Synthesis and biodistribution of radioiodinated nicotine analogs

Four 125I‐labelled nicotine analogs were synthesized: 3‐(methylpropylaminomethyl)‐, 3‐(diethylaminomethyl)‐, 3‐(isopropylaminomethyl)‐, and 3‐(diisopropylaminomethyl)‐5‐[125I]‐iodopyridines. 5‐Bromonicotinic acid was acylated with thionyl chloride and then reacted with the appropriate primary and secondary amines to give the corresponding amides which were reduced with diborane to the desirable amines. Radioiodination was done by halogen exchange.

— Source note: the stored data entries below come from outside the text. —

// Where frames come from. The tracker only needs an ordered stream of frames
// and a nominal rate to pace the display.
use std::collections::VecDeque;

use image::RgbImage;

use crate::error::Result;
use crate::types::FrameBuffer;

pub trait FrameSource {
    /// Next frame in order; `Ok(None)` once the source is exhausted.
    fn next_frame(&mut self) -> Result<Option<FrameBuffer>>;

    /// Nominal frames per second. Only used for pacing the window.
    fn fps(&self) -> f64;

    /// Size of the frames this source delivers.
    fn resolution(&self) -> (u32, u32);
}

/// Pack an RGB image into 0x00RRGGBB pixels.
pub fn rgb_to_frame(img: &RgbImage) -> FrameBuffer {
    let (w, h) = img.dimensions();
    let mut out = Vec::with_capacity((w as usize) * (h as usize));
    for pixel in img.pixels() {
        let r = pixel[0] as u32;
        let g = pixel[1] as u32;
        let b = pixel[2] as u32;
        out.push((r << 16) | (g << 8) | b);
    }
    FrameBuffer { width: w as usize, height: h as usize, pixels: out }
}

/// Frames held in memory. Handy for tests and for replaying captured frames.
pub struct VecSource {
    frames: VecDeque<FrameBuffer>,
    fps: f64,
    resolution: (u32, u32),
}

impl VecSource {
    pub fn new(frames: Vec<FrameBuffer>, fps: f64) -> Self {
        let resolution = frames
            .first()
            .map_or((0, 0), |f| (f.width as u32, f.height as u32));
        Self { frames: frames.into(), fps, resolution }
    }
}

impl FrameSource for VecSource {
    fn next_frame(&mut self) -> Result<Option<FrameBuffer>> {
        Ok(self.frames.pop_front())
    }

    fn fps(&self) -> f64 {
        self.fps
    }

    fn resolution(&self) -> (u32, u32) {
        self.resolution
    }
}
// Opens a camera and converts its frames into buffers the tracker and the window
// can use. The stream is stopped when the `CameraCapture` is dropped.

use log::{info, warn};
use nokhwa::{
    Camera,
    pixel_format::RgbFormat,
    utils::{
        CameraFormat, CameraIndex, FrameFormat, RequestedFormat, RequestedFormatType, Resolution,
    },
};

use crate::error::{Error, Result};
use crate::source::FrameSource;
use crate::types::FrameBuffer;

pub struct CameraCapture {
    cam: Camera,
    width: u32,
    height: u32,
    fps: u32,
}

impl CameraCapture {
    /// Open camera `index` asking for roughly `width` x `height`; the driver may
    /// pick a nearby format.
    pub fn new(index: u32, width: u32, height: u32) -> Result<Self> {
        // 1) Choose the device (0 = default webcam).
        let idx = CameraIndex::Index(index);

        let fmt = CameraFormat::new(
            Resolution::new(width, height),
            FrameFormat::YUYV, // uncompressed; cheap to convert to RGB
            30,
        );
        // 2) Ask for RGB frames in the format closest to our request.
        let req = RequestedFormat::new::<RgbFormat>(RequestedFormatType::Closest(fmt));

        // 3) Create the camera; fails when no such device exists.
        let mut cam = Camera::new(idx, req)
            .map_err(|e| Error::SourceUnavailable(format!("create camera {index}: {e}")))?;

        // 4) Start streaming.
        cam.open_stream()
            .map_err(|e| Error::SourceUnavailable(format!("open stream: {e}")))?;

        // 5) The stream might choose a slightly different resolution / rate.
        let actual = cam.resolution();
        let fps = cam.frame_rate();
        info!("camera {index} streaming {}x{} @ {fps} fps", actual.width(), actual.height());

        Ok(Self {
            cam,
            width: actual.width(),
            height: actual.height(),
            fps,
        })
    }
}

impl FrameSource for CameraCapture {
    /// Blocks until the camera delivers the next frame. A camera never runs dry,
    /// so this only ends the stream through an error.
    fn next_frame(&mut self) -> Result<Option<FrameBuffer>> {
        // 1) Grab the next raw frame (blocks until one arrives).
        let frame = self
            .cam
            .frame()
            .map_err(|e| Error::FrameRead(format!("fetch frame: {e}")))?;

        // 2) Decode whatever the driver delivered (YUYV, MJPEG, ...) into RGB.
        let rgb_img = frame
            .decode_image::<RgbFormat>()
            .map_err(|e| Error::FrameRead(format!("decode RGB: {e}")))?;

        // 3) Pack as 0x00RRGGBB. nokhwa hands back its own `image` version's buffer,
        // so walk the pixels here instead of going through `rgb_to_frame`.
        let (w, h) = rgb_img.dimensions();
        let mut out = Vec::with_capacity((w as usize) * (h as usize));
        for (_x, _y, pixel) in rgb_img.enumerate_pixels() {
            let r = pixel[0] as u32;
            let g = pixel[1] as u32;
            let b = pixel[2] as u32;
            out.push((r << 16) | (g << 8) | b);
        }

        Ok(Some(FrameBuffer { width: w as usize, height: h as usize, pixels: out }))
    }

    fn fps(&self) -> f64 {
        if self.fps == 0 { 30.0 } else { self.fps as f64 }
    }

    fn resolution(&self) -> (u32, u32) {
        (self.width, self.height)
    }
}

impl Drop for CameraCapture {
    fn drop(&mut self) {
        if let Err(e) = self.cam.stop_stream() {
            warn!("stopping camera stream: {e}");
        }
    }
}
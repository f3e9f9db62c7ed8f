// One tracking session: the selection, the color model built from it, and the
// window the tracker carries from frame to frame.
//
// Both entry points take `&mut self`: pointer events and frame processing never
// run at the same time. A host that delivers events from another thread should
// put the session behind a single `Mutex`.
use std::fmt::Debug;

use log::{debug, info, warn};

use crate::backproject::likelihood_map;
use crate::camshift::{SkipReason, cam_shift};
use crate::config::TrackerConfig;
use crate::histogram::Histogram;
use crate::selection::{PointerEvent, PointerKind, RegionSelector, SelectionState};
use crate::types::{FrameBuffer, GrayImage, HsvImage, SelectionRect, TrackEllipse, TrackWindow};
use crate::vision::{crop_gray, crop_hsv, frame_to_hsv, in_range};

/// The color model of a selection. Replaced as a whole on every new selection.
#[derive(Clone, Debug)]
pub struct TrackModel {
    pub selection: SelectionRect,
    pub histogram: Histogram,
    /// HSV pixels of the selected region, kept for the ROI diagnostic view.
    pub roi: HsvImage,
}

#[derive(Clone, Copy, Debug, PartialEq, Eq)]
pub enum TrackStatus {
    /// No usable selection yet.
    Idle,
    Tracked,
    /// Tracking was attempted but produced nothing this frame; the previous
    /// window is kept for the next one.
    Skipped(SkipReason),
}

/// Everything one frame produced, for the display.
#[derive(Clone, Debug)]
pub struct FrameReport {
    pub index: u64,
    pub state: SelectionState,
    pub status: TrackStatus,
    pub ellipse: Option<TrackEllipse>,
    pub window: Option<TrackWindow>,
    pub mask: GrayImage,
    pub back_projection: Option<GrayImage>,
}

#[derive(Debug)]
pub struct TrackingSession {
    config: TrackerConfig,
    selector: RegionSelector,
    model: Option<TrackModel>,
    window: Option<TrackWindow>,
    lost: bool,
    frames: u64,
}

impl TrackingSession {
    pub fn new(config: TrackerConfig) -> Self {
        Self {
            config,
            selector: RegionSelector::new(),
            model: None,
            window: None,
            lost: false,
            frames: 0,
        }
    }

    pub fn config(&self) -> &TrackerConfig {
        &self.config
    }

    pub fn state(&self) -> SelectionState {
        self.selector.state()
    }

    pub fn selector(&self) -> &RegionSelector {
        &self.selector
    }

    pub fn model(&self) -> Option<&TrackModel> {
        self.model.as_ref()
    }

    pub fn track_window(&self) -> Option<TrackWindow> {
        self.window
    }

    /// Feed one pointer event. A press always starts a new selection and
    /// drops the current model.
    pub fn handle_pointer<C: Debug>(&mut self, event: &PointerEvent<C>) -> SelectionState {
        if event.kind == PointerKind::Down {
            self.forget_target();
        }
        self.selector.handle(event)
    }

    /// Drop selection and model; wait for a new selection.
    pub fn clear(&mut self) {
        self.selector.reject();
        self.forget_target();
        info!("selection cleared");
    }

    fn forget_target(&mut self) {
        self.model = None;
        self.window = None;
        self.lost = false;
    }

    /// Run the per-frame pipeline: HSV + mask always; model build on a fresh
    /// selection; back-projection + CamShift while a model exists.
    pub fn process_frame(&mut self, frame: &FrameBuffer) -> FrameReport {
        self.frames += 1;
        self.selector.set_frame_size(frame.width, frame.height);

        let hsv = frame_to_hsv(frame);
        let mask = in_range(&hsv, self.config.saturation, self.config.value);

        if self.model.is_none() && self.selector.state() == SelectionState::Validated {
            self.build_model(&hsv, &mask);
        }

        let mut report = FrameReport {
            index: self.frames,
            state: self.selector.state(),
            status: TrackStatus::Idle,
            ellipse: None,
            window: self.window,
            mask,
            back_projection: None,
        };

        let (Some(model), Some(window)) = (&self.model, self.window) else {
            return report;
        };

        let back = likelihood_map(&hsv, &model.histogram, &report.mask);
        match cam_shift(&back, window, &self.config.term, &self.config.adaptive) {
            Ok(r) => {
                if self.lost {
                    info!("target reacquired at {:?}", r.window);
                    self.lost = false;
                }
                debug!(
                    "frame {}: {:?} after {} iterations (converged: {})",
                    self.frames, r.ellipse, r.iterations, r.converged
                );
                self.window = Some(r.window);
                self.selector.begin_tracking();
                report.status = TrackStatus::Tracked;
                report.ellipse = Some(r.ellipse);
                report.window = Some(r.window);
            }
            Err(reason) => {
                if !self.lost {
                    info!("target lost ({reason}); keeping window {window:?}");
                    self.lost = true;
                }
                debug!("frame {}: tracking skipped: {reason}", self.frames);
                report.status = TrackStatus::Skipped(reason);
            }
        }
        report.state = self.selector.state();
        report.back_projection = Some(back);
        report
    }

    fn build_model(&mut self, hsv: &HsvImage, mask: &GrayImage) {
        let Some(rect) = self.selector.selection() else {
            return;
        };
        let window = rect.to_window();
        if window.is_degenerate() {
            warn!("selection {rect:?} has no area; discarded");
            self.selector.reject();
            return;
        }
        // Validated against the frame the user dragged on; this one may be smaller.
        if !rect.fits_within(hsv.width, hsv.height) {
            warn!("selection {rect:?} no longer fits the {}x{} frame; discarded", hsv.width, hsv.height);
            self.selector.reject();
            return;
        }

        let roi = crop_hsv(hsv, &rect);
        let roi_mask = crop_gray(mask, &rect);
        let mut histogram = Histogram::from_roi(&roi, Some(&roi_mask), self.config.histogram_spec());
        if self.config.normalize_histogram {
            histogram = histogram.normalized(255.0);
        }
        info!(
            "model built from {:?}: {} of {} pixels counted, peak hue bin {:?}",
            rect,
            histogram.total(),
            roi.pixels.len(),
            histogram.peak_bin()
        );

        self.model = Some(TrackModel { selection: rect, histogram, roi });
        self.window = Some(window);
        self.lost = false;
    }
}

#[cfg(test)]
mod tests {
    use super::*;

    const RED: u32 = 0x00FF_0000;

    fn scene(x0: usize, y0: usize) -> FrameBuffer {
        let mut f = FrameBuffer::filled(100, 100, 0);
        f.fill_rect(x0, y0, x0 + 20, y0 + 20, RED);
        f
    }

    fn select(s: &mut TrackingSession, a: (i32, i32), b: (i32, i32)) {
        s.handle_pointer(&PointerEvent::down(a.0, a.1));
        s.handle_pointer(&PointerEvent::up(b.0, b.1));
    }

    #[test]
    fn idle_until_something_is_selected() {
        let mut s = TrackingSession::new(TrackerConfig::default());
        let r = s.process_frame(&scene(40, 40));
        assert_eq!(r.status, TrackStatus::Idle);
        assert!(r.back_projection.is_none());
        assert_eq!(r.mask.data.iter().filter(|&&m| m == 255).count(), 400);
    }

    #[test]
    fn first_tracked_frame_enters_tracking() {
        let mut s = TrackingSession::new(TrackerConfig::default());
        s.process_frame(&scene(40, 40));
        select(&mut s, (40, 40), (60, 60));
        assert_eq!(s.state(), SelectionState::Validated);

        let r = s.process_frame(&scene(40, 40));
        assert_eq!(r.status, TrackStatus::Tracked);
        assert_eq!(r.state, SelectionState::Tracking);
        let model = s.model().unwrap();
        assert_eq!(model.selection, SelectionRect { left: 40, top: 40, right: 60, bottom: 60 });
        assert_eq!(model.histogram.counts()[0], 400.0);
    }

    #[test]
    fn selection_outside_a_shrunken_frame_is_discarded() {
        let mut s = TrackingSession::new(TrackerConfig::default());
        s.process_frame(&scene(40, 40));
        select(&mut s, (60, 60), (100, 100));
        assert_eq!(s.state(), SelectionState::Validated);

        let r = s.process_frame(&FrameBuffer::filled(80, 80, RED));
        assert_eq!(r.status, TrackStatus::Idle);
        assert_eq!(r.state, SelectionState::Idle);
        assert!(s.model().is_none());
    }

    #[test]
    fn zero_area_selection_never_tracks() {
        let mut s = TrackingSession::new(TrackerConfig::default());
        s.process_frame(&scene(40, 40));
        select(&mut s, (40, 40), (40, 60));
        let r = s.process_frame(&scene(40, 40));
        assert_eq!(r.status, TrackStatus::Idle);
        assert_eq!(s.state(), SelectionState::Idle);
        assert!(s.model().is_none());
    }

    #[test]
    fn lost_target_keeps_the_window() {
        let mut s = TrackingSession::new(TrackerConfig::default());
        s.process_frame(&scene(40, 40));
        select(&mut s, (40, 40), (60, 60));
        s.process_frame(&scene(40, 40));
        let before = s.track_window();

        let r = s.process_frame(&FrameBuffer::filled(100, 100, 0));
        assert_eq!(r.status, TrackStatus::Skipped(SkipReason::ZeroWeight));
        assert_eq!(s.track_window(), before);
        assert_eq!(s.state(), SelectionState::Tracking);

        // Back in view: tracking resumes from the kept window.
        let r = s.process_frame(&scene(42, 41));
        assert_eq!(r.status, TrackStatus::Tracked);
    }

    #[test]
    fn new_press_drops_the_model() {
        let mut s = TrackingSession::new(TrackerConfig::default());
        s.process_frame(&scene(40, 40));
        select(&mut s, (40, 40), (60, 60));
        s.process_frame(&scene(40, 40));
        s.handle_pointer(&PointerEvent::down(5, 5));
        assert!(s.model().is_none());
        assert!(s.track_window().is_none());
        assert_eq!(s.process_frame(&scene(40, 40)).status, TrackStatus::Idle);
    }

    #[test]
    fn clear_returns_to_idle() {
        let mut s = TrackingSession::new(TrackerConfig::default());
        s.process_frame(&scene(40, 40));
        select(&mut s, (40, 40), (60, 60));
        s.process_frame(&scene(40, 40));
        s.clear();
        assert_eq!(s.state(), SelectionState::Idle);
        assert_eq!(s.process_frame(&scene(40, 40)).status, TrackStatus::Idle);
    }
}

Biodistribution studies in rats, showed that all four labelled compounds were rapidly taken up by the brain and the adrenal gland. This was followed by rapid washout of the compounds from these orrans. The most promising of these compounds, 3‐(diisopropylaminomethyl)‐5‐[125I]‐iodopyridine, showed a brain‐to‐blood ratio of 6.0:1 and an adrenal‐to‐blood ratio of 35.9:1 at 2 minutes post administration. In vitro correlation studies showed that brain uptake of these compounds depends on both protein binding and lipophilicity, whereas adrenal uptake depends only on lipophilicity.